Por Maveza 

Temor generalizado, aunque infundado, despertó en la opinión nacional la supuesta expropiación a la que seríamos sometidos los colombianos ante una posible elección de Gustavo Petro como presidente de la República. Se armó Troya, «el país del sagrado corazón en manos del comunismo ateo» y, por si fuera poco, dispuesto a expropiar a propios y ajenos. Poco a poco, y como era lógico ante una falacia de tal magnitud, la presión mediática disminuyó y la opinión pública parece haber vuelto a la sensatez.

No obstante, es importante recordar que durante siglos los colombianos hemos estado sometidos a diferentes tipos de expropiación —y no precisamente por parte del «castrochavismo»—; quienes nos han llevado al saqueo y al menosprecio de nuestros mínimos derechos son aquellos que hoy pregonan que el apocalipsis llega enfundado en la izquierda democrática.

No es un misterio que, desde tiempos inmemoriales, el latrocinio ha sido constante tanto de parte de nuestra dirigencia económica y política, como de gobiernos extranjeros y empresas multinacionales. Desde 1968, el grupo de los países más desarrollados, denominado G-7, formuló un paquete de reformas para el grueso de los llamados «países en desarrollo», promovidas a través del Fondo Monetario Internacional, el Banco Mundial y el Departamento del Tesoro de los Estados Unidos y que el economista John Williamson designara como «El consenso de Washington».

Posteriormente, en la década de los 90, con la apertura económica impulsada en nuestro país por el presidente de la época, César Gaviria, se dio paso al neoliberalismo económico, cuyo fin último era limitar el papel del Estado en la economía, pasando a ser un simple regulador de la iniciativa privada y del libre comercio. Fue precisamente a partir de allí que empezó la más grande expropiación de los bienes públicos, que a través de diferentes negociaciones pasaron a manos privadas, especialmente de empresas multinacionales extranjeras.

Desde dicha época, y de manera gradual, más de treinta entidades financieras, entre las que se destacan Banco de Colombia, Banco del Café, Granahorrar, Banco del Estado, entre otras, pasaron a manos de capital privado, en la mayoría de los casos, extranjero. Igual suerte corrieron empresas como Telecom, Ecogás y electrificadoras como las de Norte de Santander, Cundinamarca y Santander, por mencionar solo algunas pocas.

Asimismo, nuestros recursos naturales son explotados por empresas mineras foráneas, tales como Anglogold, Continental Gold, Glencore, Anglo American, BHP Billiton, etc., que no solamente nos birlan nuestra riqueza, sino que de igual manera afectan el medio ambiente, sembrando pobreza y desolación en las regiones donde ejercen su actividad.

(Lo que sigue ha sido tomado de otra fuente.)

//! State Store
//!
//! Persistent storage for the pool, address assignments, nodes and meshes,
//! backed by SQLite. Records are stored as JSON documents keyed by their
//! identifiers; the assignment table additionally indexes the address so
//! the database enforces address uniqueness alongside the allocator.

use std::path::Path;

use rusqlite::{params, Connection, OptionalExtension};
use serde::de::DeserializeOwned;
use serde::Serialize;
use tokio::sync::Mutex;
use uuid::Uuid;

use crate::allocator::{AddressAssignment, AddressPool};
use crate::error::Result;
use crate::mesh::Mesh;
use crate::node::Node;

const SCHEMA: &str = r#"
CREATE TABLE IF NOT EXISTS pool (
    id TEXT PRIMARY KEY,
    data TEXT NOT NULL,
    updated_at TEXT DEFAULT CURRENT_TIMESTAMP
);

CREATE TABLE IF NOT EXISTS assignments (
    node_id TEXT PRIMARY KEY,
    address TEXT NOT NULL UNIQUE,
    data TEXT NOT NULL,
    updated_at TEXT DEFAULT CURRENT_TIMESTAMP
);

CREATE TABLE IF NOT EXISTS nodes (
    id TEXT PRIMARY KEY,
    data TEXT NOT NULL,
    updated_at TEXT DEFAULT CURRENT_TIMESTAMP
);

CREATE TABLE IF NOT EXISTS meshes (
    id TEXT PRIMARY KEY,
    data TEXT NOT NULL,
    updated_at TEXT DEFAULT CURRENT_TIMESTAMP
);
"#;

/// Persistent state store backed by SQLite
pub struct Store {
    conn: Mutex<Connection>,
}

impl Store {
    /// Create or open the state database
    pub fn open(path: &Path) -> Result<Self> {
        if let Some(parent) = path.parent() {
            std::fs::create_dir_all(parent)?;
        }
        let conn = Connection::open(path)?;
        Self::init(conn)
    }

    /// Open a throwaway in-memory database
    pub fn in_memory() -> Result<Self> {
        Self::init(Connection::open_in_memory()?)
    }

    fn init(conn: Connection) -> Result<Self> {
        conn.execute_batch(SCHEMA)?;
        Ok(Self {
            conn: Mutex::new(conn),
        })
    }

    // ============ Pool ============

    /// Load the pool record, if one exists
    pub async fn load_pool(&self) -> Result<Option<AddressPool>> {
        let conn = self.conn.lock().await;
        let data: Option<String> = conn
            .query_row("SELECT data FROM pool LIMIT 1", [], |row| row.get(0))
            .optional()?;

        match data {
            Some(json) => Ok(Some(serde_json::from_str(&json)?)),
            None => Ok(None),
        }
    }

    /// Replace the pool record
    pub async fn save_pool(&self, pool: &AddressPool) -> Result<()> {
        let data = serde_json::to_string(pool)?;
        let conn = self.conn.lock().await;
        conn.execute("DELETE FROM pool WHERE id != ?1", params![pool.id.to_string()])?;
        conn.execute(
            r#"
            INSERT INTO pool (id, data) VALUES (?1, ?2)
            ON CONFLICT(id) DO UPDATE SET data = ?2, updated_at = CURRENT_TIMESTAMP
            "#,
            params![pool.id.to_string(), data],
        )?;
        Ok(())
    }

    /// Remove the pool record
    pub async fn delete_pool(&self) -> Result<()> {
        let conn = self.conn.lock().await;
        conn.execute("DELETE FROM pool", [])?;
        Ok(())
    }

    // ============ Assignments ============

    /// Load all assignments
    pub async fn load_assignments(&self) -> Result<Vec<AddressAssignment>> {
        self.load_all("assignments").await
    }

    /// Insert or replace a node's assignment
    pub async fn save_assignment(&self, assignment: &AddressAssignment) -> Result<()> {
        let data = serde_json::to_string(assignment)?;
        let conn = self.conn.lock().await;
        conn.execute(
            r#"
            INSERT INTO assignments (node_id, address, data) VALUES (?1, ?2, ?3)
            ON CONFLICT(node_id) DO UPDATE SET
                address = ?2,
                data = ?3,
                updated_at = CURRENT_TIMESTAMP
            "#,
            params![assignment.node_id, assignment.address.to_string(), data],
        )?;
        Ok(())
    }

    /// Delete a node's assignment
    pub async fn delete_assignment(&self, node_id: &str) -> Result<bool> {
        let conn = self.conn.lock().await;
        let deleted = conn.execute(
            "DELETE FROM assignments WHERE node_id = ?1",
            params![node_id],
        )?;
        Ok(deleted > 0)
    }

    // ============ Nodes ============

    pub async fn load_nodes(&self) -> Result<Vec<Node>> {
        self.load_all("nodes").await
    }

    pub async fn save_node(&self, node: &Node) -> Result<()> {
        self.put("nodes", &node.id, node).await
    }

    pub async fn delete_node(&self, id: &str) -> Result<bool> {
        self.delete("nodes", id).await
    }

    // ============ Meshes ============

    pub async fn load_meshes(&self) -> Result<Vec<Mesh>> {
        self.load_all("meshes").await
    }

    pub async fn save_mesh(&self, mesh: &Mesh) -> Result<()> {
        self.put("meshes", &mesh.id.to_string(), mesh).await
    }

    pub async fn delete_mesh(&self, id: Uuid) -> Result<bool> {
        self.delete("meshes", &id.to_string()).await
    }

    // ============ Helpers ============

    async fn load_all<T: DeserializeOwned>(&self, table: &'static str) -> Result<Vec<T>> {
        let conn = self.conn.lock().await;
        let mut stmt = conn.prepare(&format!("SELECT data FROM {} ORDER BY rowid", table))?;
        let rows = stmt.query_map([], |row| row.get::<_, String>(0))?;

        let mut records = Vec::new();
        for row in rows {
            records.push(serde_json::from_str(&row?)?);
        }
        Ok(records)
    }

    async fn put<T: Serialize>(&self, table: &'static str, id: &str, value: &T) -> Result<()> {
        let data = serde_json::to_string(value)?;
        let conn = self.conn.lock().await;
        conn.execute(
            &format!(
                r#"
                INSERT INTO {} (id, data) VALUES (?1, ?2)
                ON CONFLICT(id) DO UPDATE SET data = ?2, updated_at = CURRENT_TIMESTAMP
                "#,
                table
            ),
            params![id, data],
        )?;
        Ok(())
    }

    async fn delete(&self, table: &'static str, id: &str) -> Result<bool> {
        let conn = self.conn.lock().await;
        let deleted = conn.execute(&format!("DELETE FROM {} WHERE id = ?1", table), params![id])?;
        Ok(deleted > 0)
    }
}

#[cfg(test)]
mod tests {
    use super::*;
    use crate::allocator::parse_pool_cidr;
    use std::net::Ipv4Addr;
    use tempfile::tempdir;

    #[tokio::test]
    async fn test_pool_persistence() {
        let dir = tempdir().unwrap();
        let path = dir.path().join("state").join("wolfmesh.db");

        let pool = AddressPool::new(parse_pool_cidr("10.88.0.0/24").unwrap(), "lab".into());
        {
            let store = Store::open(&path).unwrap();
            assert!(store.load_pool().await.unwrap().is_none());
            store.save_pool(&pool).await.unwrap();
        }

        let store = Store::open(&path).unwrap();
        assert_eq!(store.load_pool().await.unwrap(), Some(pool));

        store.delete_pool().await.unwrap();
        assert!(store.load_pool().await.unwrap().is_none());
    }

    #[tokio::test]
    async fn test_save_pool_replaces_previous() {
        let store = Store::in_memory().unwrap();
        let first = AddressPool::new(parse_pool_cidr("10.88.0.0/24").unwrap(), String::new());
        let second = AddressPool::new(parse_pool_cidr("10.99.0.0/24").unwrap(), String::new());

        store.save_pool(&first).await.unwrap();
        store.save_pool(&second).await.unwrap();
        assert_eq!(store.load_pool().await.unwrap(), Some(second));
    }

    #[tokio::test]
    async fn test_assignment_address_is_unique() {
        let store = Store::in_memory().unwrap();
        let address = Ipv4Addr::new(10, 88, 0, 1);

        store
            .save_assignment(&AddressAssignment::new("a".into(), address, "wolfmesh0".into()))
            .await
            .unwrap();
        let clash = AddressAssignment::new("b".into(), address, "wolfmesh0".into());
        assert!(store.save_assignment(&clash).await.is_err());

        assert!(store.delete_assignment("a").await.unwrap());
        assert!(!store.delete_assignment("a").await.unwrap());
        store.save_assignment(&clash).await.unwrap();
        assert_eq!(store.load_assignments().await.unwrap(), vec![clash]);
    }
}
//! Mesh Module
//!
//! Mesh records and the pure parts of mesh construction: topology planning,
//! key management and per-node interface generation.

pub mod generator;
pub mod keys;
pub mod topology;

pub use generator::{Endpoint, InterfaceSpec, MemberInfo, PeerEntry, PERSISTENT_KEEPALIVE_SECS};
pub use keys::{KeyManager, KeyPair, NodeKey};
pub use topology::{Adjacency, Topology};

use std::collections::BTreeMap;

use chrono::{DateTime, Utc};
use ipnet::Ipv4Net;
use serde::{Deserialize, Serialize};
use uuid::Uuid;

/// Tunnel transport carrying the overlay traffic
#[derive(Debug, Clone, Copy, PartialEq, Eq, Hash, Default, Serialize, Deserialize)]
#[serde(rename_all = "lowercase")]
pub enum Transport {
    Tcp,
    #[default]
    Udp,
    Both,
}

impl std::fmt::Display for Transport {
    fn fmt(&self, f: &mut std::fmt::Formatter<'_>) -> std::fmt::Result {
        match self {
            Transport::Tcp => write!(f, "tcp"),
            Transport::Udp => write!(f, "udp"),
            Transport::Both => write!(f, "both"),
        }
    }
}

/// Mesh lifecycle state
#[derive(Debug, Clone, Copy, PartialEq, Eq, Serialize, Deserialize)]
#[serde(rename_all = "lowercase")]
pub enum MeshStatus {
    /// Configuration changed since the last successful apply
    Pending,
    /// Every member accepted the current configuration
    Active,
    /// The last apply failed on at least one member
    Error,
    /// Torn down; terminal
    Deleted,
}

impl std::fmt::Display for MeshStatus {
    fn fmt(&self, f: &mut std::fmt::Formatter<'_>) -> std::fmt::Result {
        match self {
            MeshStatus::Pending => write!(f, "PENDING"),
            MeshStatus::Active => write!(f, "ACTIVE"),
            MeshStatus::Error => write!(f, "ERROR"),
            MeshStatus::Deleted => write!(f, "DELETED"),
        }
    }
}

/// Result of one agent call
#[derive(Debug, Clone, PartialEq, Eq, Serialize, Deserialize)]
#[serde(tag = "result", rename_all = "lowercase")]
pub enum NodeOutcome {
    Success,
    Failed { reason: String },
}

impl NodeOutcome {
    pub fn is_success(&self) -> bool {
        matches!(self, NodeOutcome::Success)
    }
}

/// A named set of nodes joined by encrypted links
#[derive(Debug, Clone, Serialize, Deserialize)]
pub struct Mesh {
    pub id: Uuid,
    pub name: String,
    pub topology: Topology,
    pub overlay_subnet: Ipv4Net,
    pub mtu: u16,
    pub transport: Transport,
    /// Base rendezvous port
    pub port: u16,
    /// Members in caller order; the first is the hub in hub-spoke meshes
    pub node_ids: Vec<String>,
    /// Optional LAN subnet advertised by each member
    #[serde(default)]
    pub lan_subnets: BTreeMap<String, Ipv4Net>,
    /// Keypair per member
    #[serde(default)]
    pub keys: BTreeMap<String, NodeKey>,
    pub status: MeshStatus,
    /// Bumped on every change that invalidates the applied configuration
    pub revision: u64,
    /// Per-node outcome of the last apply
    #[serde(default)]
    pub node_results: BTreeMap<String, NodeOutcome>,
    pub created_at: DateTime<Utc>,
    pub updated_at: DateTime<Utc>,
    pub last_applied_at: Option<DateTime<Utc>>,
}

impl Mesh {
    /// Check whether a node is a member
    pub fn has_member(&self, node_id: &str) -> bool {
        self.node_ids.iter().any(|id| id == node_id)
    }

    /// Invalidate the applied configuration and require a fresh apply
    pub fn mark_pending(&mut self) {
        self.status = MeshStatus::Pending;
        self.revision += 1;
        self.node_results.clear();
        self.updated_at = Utc::now();
    }

    /// Public view without private key material
    pub fn view(&self) -> MeshView {
        MeshView {
            id: self.id,
            name: self.name.clone(),
            topology: self.topology,
            overlay_subnet: self.overlay_subnet,
            mtu: self.mtu,
            transport: self.transport,
            port: self.port,
            node_ids: self.node_ids.clone(),
            lan_subnets: self.lan_subnets.clone(),
            public_keys: self
                .keys
                .iter()
                .map(|(id, key)| (id.clone(), key.public_key.clone()))
                .collect(),
            status: self.status,
            revision: self.revision,
            node_results: self.node_results.clone(),
            created_at: self.created_at,
            updated_at: self.updated_at,
            last_applied_at: self.last_applied_at,
        }
    }
}

/// Mesh as shown to API callers
#[derive(Debug, Clone, Serialize, Deserialize)]
pub struct MeshView {
    pub id: Uuid,
    pub name: String,
    pub topology: Topology,
    pub overlay_subnet: Ipv4Net,
    pub mtu: u16,
    pub transport: Transport,
    pub port: u16,
    pub node_ids: Vec<String>,
    pub lan_subnets: BTreeMap<String, Ipv4Net>,
    pub public_keys: BTreeMap<String, String>,
    pub status: MeshStatus,
    pub revision: u64,
    pub node_results: BTreeMap<String, NodeOutcome>,
    pub created_at: DateTime<Utc>,
    pub updated_at: DateTime<Utc>,
    pub last_applied_at: Option<DateTime<Utc>>,
}

#[cfg(test)]
mod tests {
    use super::*;

    #[test]
    fn test_wire_names() {
        assert_eq!(serde_json::to_string(&Transport::Both).unwrap(), "\"both\"");
        assert_eq!(serde_json::to_string(&MeshStatus::Pending).unwrap(), "\"pending\"");
        assert_eq!(
            serde_json::to_value(NodeOutcome::Failed { reason: "x".into() }).unwrap(),
            serde_json::json!({"result": "failed", "reason": "x"})
        );
    }
}
//! WolfMesh Error Types

use std::collections::BTreeMap;
use std::net::Ipv4Addr;

use thiserror::Error;
use uuid::Uuid;

/// Result type alias for WolfMesh operations
pub type Result<T> = std::result::Result<T, Error>;

/// WolfMesh error types
#[derive(Error, Debug)]
pub enum Error {
    // Configuration errors
    #[error("Configuration error: {0}")]
    Config(String),

    #[error("Invalid configuration file: {0}")]
    ConfigParse(#[from] toml::de::Error),

    // Pool errors
    #[error("No address pool configured")]
    PoolNotFound,

    #[error("Pool {existing} already exists with {assigned} assignments, cannot switch to {requested}")]
    PoolConflict {
        existing: String,
        requested: String,
        assigned: usize,
    },

    #[error("Pool {0} has no free addresses left")]
    PoolExhausted(String),

    #[error("Pool still holds {0} assignments")]
    PoolInUse(usize),

    #[error("Invalid CIDR: {0}")]
    InvalidCidr(String),

    // Assignment errors
    #[error("Address {address} is outside the host range of {cidr}")]
    AddressOutOfRange { address: Ipv4Addr, cidr: String },

    #[error("Address {address} is already assigned to node {node_id}")]
    AddressInUse { address: Ipv4Addr, node_id: String },

    // Node errors
    #[error("Node not found: {0}")]
    NodeNotFound(String),

    #[error("Node already registered: {0}")]
    NodeExists(String),

    // Mesh errors
    #[error("Mesh not found: {0}")]
    MeshNotFound(Uuid),

    #[error("A mesh needs at least 2 members, got {0}")]
    InsufficientMembers(usize),

    #[error("Overlay subnet {requested} does not match pool {pool}")]
    SubnetMismatch { requested: String, pool: String },

    #[error("Invalid argument: {0}")]
    InvalidArgument(String),

    // Agent errors
    #[error("Agent on node {node_id} unreachable: {reason}")]
    AgentUnreachable { node_id: String, reason: String },

    #[error("Agent on node {node_id} rejected request: {reason}")]
    AgentRejected { node_id: String, reason: String },

    #[error("Apply failed on {} of the mesh members", failures.len())]
    PartialApplyFailure { failures: BTreeMap<String, String> },

    // Storage errors
    #[error("Storage error: {0}")]
    Storage(String),

    #[error("Serialization error: {0}")]
    Serialization(#[from] serde_json::Error),

    // I/O errors
    #[error("I/O error: {0}")]
    Io(#[from] std::io::Error),

    #[error("Network error: {0}")]
    Network(String),

    // Internal errors
    #[error("Internal error: {0}")]
    Internal(String),
}

impl Error {
    /// Check if this error came from a single node's agent
    pub fn is_agent_failure(&self) -> bool {
        matches!(
            self,
            Error::AgentUnreachable { .. } | Error::AgentRejected { .. }
        )
    }

    /// Check if the caller can fix this error by changing its input
    pub fn is_client_error(&self) -> bool {
        matches!(
            self,
            Error::InvalidCidr(_)
                | Error::AddressOutOfRange { .. }
                | Error::InsufficientMembers(_)
                | Error::SubnetMismatch { .. }
                | Error::InvalidArgument(_)
        )
    }

    /// Stable machine-readable code
    pub fn code(&self) -> &'static str {
        match self {
            Error::Config(_) | Error::ConfigParse(_) => "CONFIG_ERROR",
            Error::PoolNotFound => "POOL_NOT_FOUND",
            Error::PoolConflict { .. } => "POOL_CONFLICT",
            Error::PoolExhausted(_) => "POOL_EXHAUSTED",
            Error::PoolInUse(_) => "POOL_IN_USE",
            Error::InvalidCidr(_) => "INVALID_CIDR",
            Error::AddressOutOfRange { .. } => "ADDRESS_OUT_OF_RANGE",
            Error::AddressInUse { .. } => "ADDRESS_IN_USE",
            Error::NodeNotFound(_) => "NODE_NOT_FOUND",
            Error::NodeExists(_) => "NODE_EXISTS",
            Error::MeshNotFound(_) => "MESH_NOT_FOUND",
            Error::InsufficientMembers(_) => "INSUFFICIENT_MEMBERS",
            Error::SubnetMismatch { .. } => "SUBNET_MISMATCH",
            Error::InvalidArgument(_) => "INVALID_ARGUMENT",
            Error::AgentUnreachable { .. } => "AGENT_UNREACHABLE",
            Error::AgentRejected { .. } => "AGENT_REJECTED",
            Error::PartialApplyFailure { .. } => "PARTIAL_APPLY_FAILURE",
            Error::Storage(_) => "STORAGE_ERROR",
            Error::Serialization(_) => "SERIALIZATION_ERROR",
            Error::Io(_) => "IO_ERROR",
            Error::Network(_) => "NETWORK_ERROR",
            Error::Internal(_) => "INTERNAL_ERROR",
        }
    }
}

impl From<ipnet::AddrParseError> for Error {
    fn from(e: ipnet::AddrParseError) -> Self {
        Error::InvalidCidr(e.to_string())
    }
}

impl From<rusqlite::Error> for Error {
    fn from(e: rusqlite::Error) -> Self {
        Error::Storage(format!("SQLite error: {}", e))
    }
}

Caso emblemático es el del río Ranchería, en La Guajira, cuyo cauce fue desviado para suplir las necesidades de agua en la mina del Cerrejón, en detrimento de la ya, bastante afectada, población indígena wayúu.

Sin embargo, allí no cesa el despojo, las empresas privadas foráneas día a día ganan más terreno en nuestro territorio, y nuestros dirigentes claudican ante el poderío económico y de paso subyugan a los colombianos obligándolos a aceptar contratos leoninos, donde con «cara ganan ellos y con sello pierde el cliente». Un ejemplo nítido se presenta con las empresas que prestan servicios fijos y móviles de telecomunicaciones, nada más desesperanzador que enfrentar el abuso de dichas empresas, una reclamación ante dichas entidades se vuelve eterna y someten al usuario a su arbitrio con la mirada cómplice del Estado.

Lo más grave es que no solamente nos han expropiado nuestros recursos económicos, sino que también nos han conculcado nuestros derechos fundamentales; la dignidad humana se desvanece, el humanismo no es más que un simple concepto sin contenido material, la solidaridad, la sensibilidad, el amor al prójimo, el derecho a la vida y la integridad, el derecho a la diferencia, la posibilidad de disentir, entre otros derechos y valores, desaparecen bajo el manto del materialismo extremo, la acumulación de bienes y la iniciativa individual. En la actualidad existen «buenos muertos», se exalta la justicia por mano propia —con sus excesos e incoherencia entre la bondad y la maldad— se privilegia la confrontación frente al diálogo y la comprensión, así como frente a la posibilidad de «ponerse en los zapatos del otro».

Como colofón, no podría dejarse pasar por alto un hecho notorio en la actualidad y es el sinuoso camino que afronta la verdad; el valor que otrora fuera el faro de la sociedad, hoy no es más que una mercancía, todo aquel que tenga poder económico o político construye su verdad y a través de múltiples artificios termina imponiéndola como argumento irrefutable en beneficio de intereses particulares individuales o colectivos y, como es lógico, en menoscabo de la realidad social.